Intellectual property

  • IV tramadol: A broad U.S. patent family and continuations from the Revogenex licenses, with several patents expiring between 2032 and 2037 subject to potential extensions.
  • ATX-04: Includes the Duke “478” family and related provisional filings, with expected expiry around 2031 absent term extensions.
  • Regulatory pathways: The company may pursue the 505(b)(2) pathway for some candidates, with possible exclusivity outcomes (3‑year or 5‑year periods), pediatric exclusivity, and orphan designations where applicable.

Manufacturing and operations

Avenue does not own manufacturing facilities and relies on contract development and manufacturing organizations (CDMOs).

  • IV tramadol is produced by Polpharma with a subcontractor under cGMP. Avenue has minimum purchase commitments, per‑dose fees, royalties, and a milestone payment tied to FDA approval.
  • ATX-04 supply arrangements are being established with a CDMO, and the company intends to qualify backup manufacturers as needed.

Market, reimbursement, and commercialization

Avenue has no approved products and no product revenues to date. Future revenue will depend on regulatory approvals, commercialization strategies, and outcomes of collaborations or licensing arrangements. Approved products would face standard payer coverage, reimbursement, pricing, and formulary challenges and competition from established therapies and generics.

Financial and operating snapshot (as of 12/31/2025)

  • Employees: 1 full‑time employee
  • Cash and cash equivalents: $2.9 million
  • Accumulated deficit: Approximately $105.5 million
  • Revenue: None reported from product sales
  • Going concern: The company reports substantial doubt about its ability to continue as a going concern and is pursuing additional funding or strategic transactions
  • Public market status: Delisted from Nasdaq; trading on the OTC Pink Open Market under the ticker ATXI (per filings in 2025)
  • Financing needs: Ongoing need for additional capital via equity/debt financings, collaborations, asset dispositions, or other strategic transactions

Customers and commercial footprint

Avenue has no marketed products and does not report customers or current revenue from product sales.
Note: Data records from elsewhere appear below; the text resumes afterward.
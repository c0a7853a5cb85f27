//! Sprite sheet job: the complete, immutable configuration of one run
//!
//! Jobs serialize to JSON so they can be saved and replayed. Missing fields
//! take their defaults, so a job file only needs the values it changes.

use std::path::{Path, PathBuf};

use log::debug;
use serde::{Deserialize, Serialize};

use crate::codec::{OutputFormat, ResampleFilter};
use crate::error::{Result, SheetError};

/// Prefix marking an output path as relative to the project root
pub const ROOT_PREFIX: &str = "//";

#[derive(Clone, Debug, PartialEq, Serialize, Deserialize)]
#[serde(default)]
pub struct SpriteSheetJob {
    pub source_dir: PathBuf,
    /// Substring, or glob pattern if it contains `*`, `?` or `[`; empty = all
    pub filter: String,
    /// 0 = auto
    pub columns: u32,
    /// 0 = auto
    pub rows: u32,
    pub padding: u32,
    pub scale_percent: f64,
    pub reverse: bool,
    /// `None` = infer from output extension, PNG if there is none
    pub format: Option<OutputFormat>,
    pub output_path: PathBuf,
    /// Fill for padding/empty cells in formats without alpha
    pub background: [u8; 3],
    pub resample: ResampleFilter,
    /// Also write `<output>.json` with frame rectangles
    pub metadata: bool,
}

impl Default for SpriteSheetJob {
    fn default() -> Self {
        Self {
            source_dir: PathBuf::from("."),
            filter: String::new(),
            columns: 0,
            rows: 0,
            padding: 0,
            scale_percent: 100.0,
            reverse: false,
            format: None,
            output_path: PathBuf::from("spritesheet.png"),
            background: [0, 0, 0],
            resample: ResampleFilter::Bilinear,
            metadata: false,
        }
    }
}

impl SpriteSheetJob {
    pub fn new(source_dir: impl Into<PathBuf>, output_path: impl Into<PathBuf>) -> Self {
        Self {
            source_dir: source_dir.into(),
            output_path: output_path.into(),
            ..Default::default()
        }
    }

    /// Load job from JSON file
    pub fn load(path: &Path) -> Result<Self> {
        let text = std::fs::read_to_string(path)?;
        let job: Self = serde_json::from_str(&text)
            .map_err(|e| SheetError::InvalidJob(format!("{}: {}", path.display(), e)))?;
        debug!("Loaded job from {}", path.display());
        Ok(job)
    }

    /// Save job as pretty JSON, creating parent directories
    pub fn save(&self, path: &Path) -> Result<()> {
        if let Some(parent) = path.parent().filter(|p| !p.as_os_str().is_empty()) {
            std::fs::create_dir_all(parent).map_err(|e| SheetError::write(parent, e))?;
        }
        let text = serde_json::to_string_pretty(self)
            .map_err(|e| SheetError::InvalidJob(e.to_string()))?;
        std::fs::write(path, text).map_err(|e| SheetError::write(path, e))?;
        debug!("Saved job to {}", path.display());
        Ok(())
    }

    /// Check values the type system does not
    pub fn validate(&self) -> Result<()> {
        if !(self.scale_percent.is_finite() && self.scale_percent > 0.0) {
            return Err(SheetError::InvalidJob(format!(
                "Scale must be a positive number, got {}",
                self.scale_percent
            )));
        }
        if self.output_path.as_os_str().is_empty() {
            return Err(SheetError::InvalidJob("Output path is empty".into()));
        }
        self.resolved_format()?;
        Ok(())
    }

    /// Explicit format, else output extension, else PNG
    ///
    /// An explicit format must agree with a known output extension.
    /// Unknown extensions are left alone when the format is explicit.
    pub fn resolved_format(&self) -> Result<OutputFormat> {
        let from_ext = OutputFormat::from_path(&self.output_path);
        match (self.format, from_ext) {
            (Some(format), Some(Ok(ext))) if format != ext => Err(SheetError::InvalidJob(format!(
                "Format {} does not match output extension of {}",
                format,
                self.output_path.display()
            ))),
            (Some(format), _) => Ok(format),
            (None, Some(result)) => result,
            (None, None) => Ok(OutputFormat::Png),
        }
    }

    /// Final output location
    ///
    /// - `//name.png` resolves against `project_root`
    /// - other relative paths stay relative to the working directory
    /// - a path without extension gets the format's extension
    pub fn resolved_output_path(&self, project_root: &Path) -> Result<PathBuf> {
        let format = self.resolved_format()?;
        let raw = self.output_path.to_string_lossy();

        let mut path = match raw.strip_prefix(ROOT_PREFIX) {
            Some(rest) => project_root.join(rest),
            None => self.output_path.clone(),
        };
        if path.extension().is_none() {
            path.set_extension(format.extension());
        }
        Ok(path)
    }
}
Governance and risk posture

The company depends heavily on third‑party relationships (licensing partners, CDMOs, CROs) and on Fortress for governance and potential funding support. The business carries standard biotech risks, including development and regulatory uncertainty and no guaranteed path to profitability or timely approvals.

Summary

Avenue Therapeutics is a Fortress‑controlled specialty pharma company advancing ATX‑04 (clenbuterol) for Pompe disease adjunctive use and IV tramadol for postoperative pain. The company has divested BAER‑101, retains contingent rights to future payments, operates with minimal internal resources, relies on external partners for development and manufacturing, and requires additional funding to execute its development plans.